Action Over Time

v1.0

These actions are defined by HasDuration() = true.

Here is a typical pattern you can follow:

Only Actions inheriting from ActionOverTime / ActionOverTimeWithBaseValues should call yield return base.ExecuteInternal(); actions inheriting directly from Action, InstantAction, or ActionWithForceTimeUntilNextAction should not.

protected override IEnumerator ExecuteInternal()
{
    // CRITICAL: Call base first
    yield return base.ExecuteInternal();
    
    // Get valid targets
    var validTargets = GetValidLights(); // or GetValidTransforms(), etc.
    
    // Handle restart vs fresh execution
    List<Light> selectedTargets;
    if (IsExecutorRestart)
        selectedTargets = GetLastSelectedTargets(validTargets, l => l.GetInstanceID());
    
    if (selectedTargets == null || selectedTargets.Count == 0)
        selectedTargets = SelectTargets(validTargets, selectionMode, TargetCount);
    
    SetLastSelectedTargets(selectedTargets, l => l.GetInstanceID());
    
    // Animate each target over duration
    float elapsed = 0f;
    while (elapsed < duration)
    {
        float t = elapsed / duration;
        float curveValue = valueCurve.Evaluate(t);
        
        foreach (var target in selectedTargets.Where(t => t != null))
        {
            // Apply animation using curveValue
        }
        
        elapsed += Executor.Clock.DeltaTime;
        yield return null;
    }
}

What to override

ExecuteInternal()

✅ Yes (required)

Implement the over-time behavior

Must begin with yield return base.ExecuteInternal();

Tick(float t) (or equivalent per-frame hook)

⭕ Optional (recommended)

Apply the effect each frame

Use t as normalized 0→1 progress

ComputeEndValue() / BuildGoal()(if you have one)

⭕ Optional

Precompute target goal values

Prefer doing expensive work once at start

OnActionStart()

⭕ Optional

Initialize per-run state

Run-level setup that should happen on fresh start

OnRestart()

⭕ Optional

Reset per-run state on restart

Do not recache “base/original” values here

OnCleanupExecution()

⭕ Optional

Unsubscribe / cleanup transient state

Always remove event hooks, temp allocations, etc.

CanExecute()

⭕ Optional

Validate before execution begins

Return false to skip

Target interface methods (GetTargets etc.)

⭕ Optional

If action operates on targets

Use standard selection helpers

circle-info

If your action needs stable “base/original value” caching across restarts (like “end = base + offset”), use ActionOverTimeWithBaseValues instead.

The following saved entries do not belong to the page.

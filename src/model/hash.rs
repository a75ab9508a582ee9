//! Content identifiers

use crate::error::{Error, Result};
use serde::{Deserialize, Serialize};
use std::fmt;
use std::str::FromStr;

/// Fixed-size content identifier (BLAKE3 digest)
#[derive(Clone, Copy, PartialEq, Eq, Hash, PartialOrd, Ord, Serialize, Deserialize)]
pub struct Hash([u8; Hash::LEN]);

impl Hash {
    /// Digest length in bytes
    pub const LEN: usize = 32;

    /// All-zero hash, never produced by hashing real content
    pub const ZERO: Hash = Hash([0u8; Hash::LEN]);

    /// Hash arbitrary content
    pub fn of(data: &[u8]) -> Self {
        Hash(*blake3::hash(data).as_bytes())
    }

    /// Wrap raw digest bytes
    pub fn from_bytes(bytes: [u8; Hash::LEN]) -> Self {
        Hash(bytes)
    }

    /// Raw digest bytes
    pub fn as_bytes(&self) -> &[u8; Hash::LEN] {
        &self.0
    }

    /// Lowercase hex form
    pub fn to_hex(&self) -> String {
        hex::encode(self.0)
    }

    /// Parse the lowercase (or uppercase) hex form
    pub fn from_hex(s: &str) -> Result<Self> {
        let bytes = hex::decode(s.trim())
            .map_err(|e| Error::InvalidArgument(format!("bad hash {:?}: {}", s, e)))?;
        let bytes: [u8; Hash::LEN] = bytes.try_into().map_err(|_| {
            Error::InvalidArgument(format!("bad hash {:?}: expected {} bytes", s, Hash::LEN))
        })?;
        Ok(Hash(bytes))
    }
}

impl fmt::Display for Hash {
    fn fmt(&self, f: &mut fmt::Formatter<'_>) -> fmt::Result {
        f.write_str(&self.to_hex())
    }
}

impl fmt::Debug for Hash {
    fn fmt(&self, f: &mut fmt::Formatter<'_>) -> fmt::Result {
        write!(f, "Hash({})", &self.to_hex()[..12])
    }
}

impl FromStr for Hash {
    type Err = Error;

    fn from_str(s: &str) -> Result<Self> {
        Hash::from_hex(s)
    }
}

Execution lifecycle (typical)

  1. Executor starts the action

  2. ExecuteInternal() begins

    ✅ yield return base.ExecuteInternal(); runs framework setup/bookkeeping

  3. Targets are resolved (if applicable)

  4. Action runs for Duration

    • each frame, compute normalized progress t

    • apply effect to targets

  5. Action completes

  6. OnCleanupExecution() runs

  7. Executor proceeds to next action

Critical Rules

  • ✅ Always call base first (ActionOverTime only):

    • This ensures duration bookkeeping, restart flags, cancellation, and executor coordination are correct.

  • ❌ Do not recache “base/original” values on restart.

    If you need base caching, use ActionOverTimeWithBaseValues.

  • ✅ Make restarts idempotent.

    If you subscribe to events in start logic, ensure you don’t double-subscribe on restart.

  • ✅ Prefer “compute once, apply many.”

    Precompute goal/end values at the start of execution and only apply interpolation per frame.

Minimal Example Template

Common mistakes (and how to avoid them)

  • ❌ Forgetting yield return base.ExecuteInternal();

    → Causes restart/loop bookkeeping issues and inconsistent behavior.

  • ❌ Computing expensive values every frame

    → Compute once at start, then only interpolate.

  • ❌ Using ActionOverTime for “base + offset” style actions

    → Use ActionOverTimeWithBaseValues to avoid offset drift after restarts.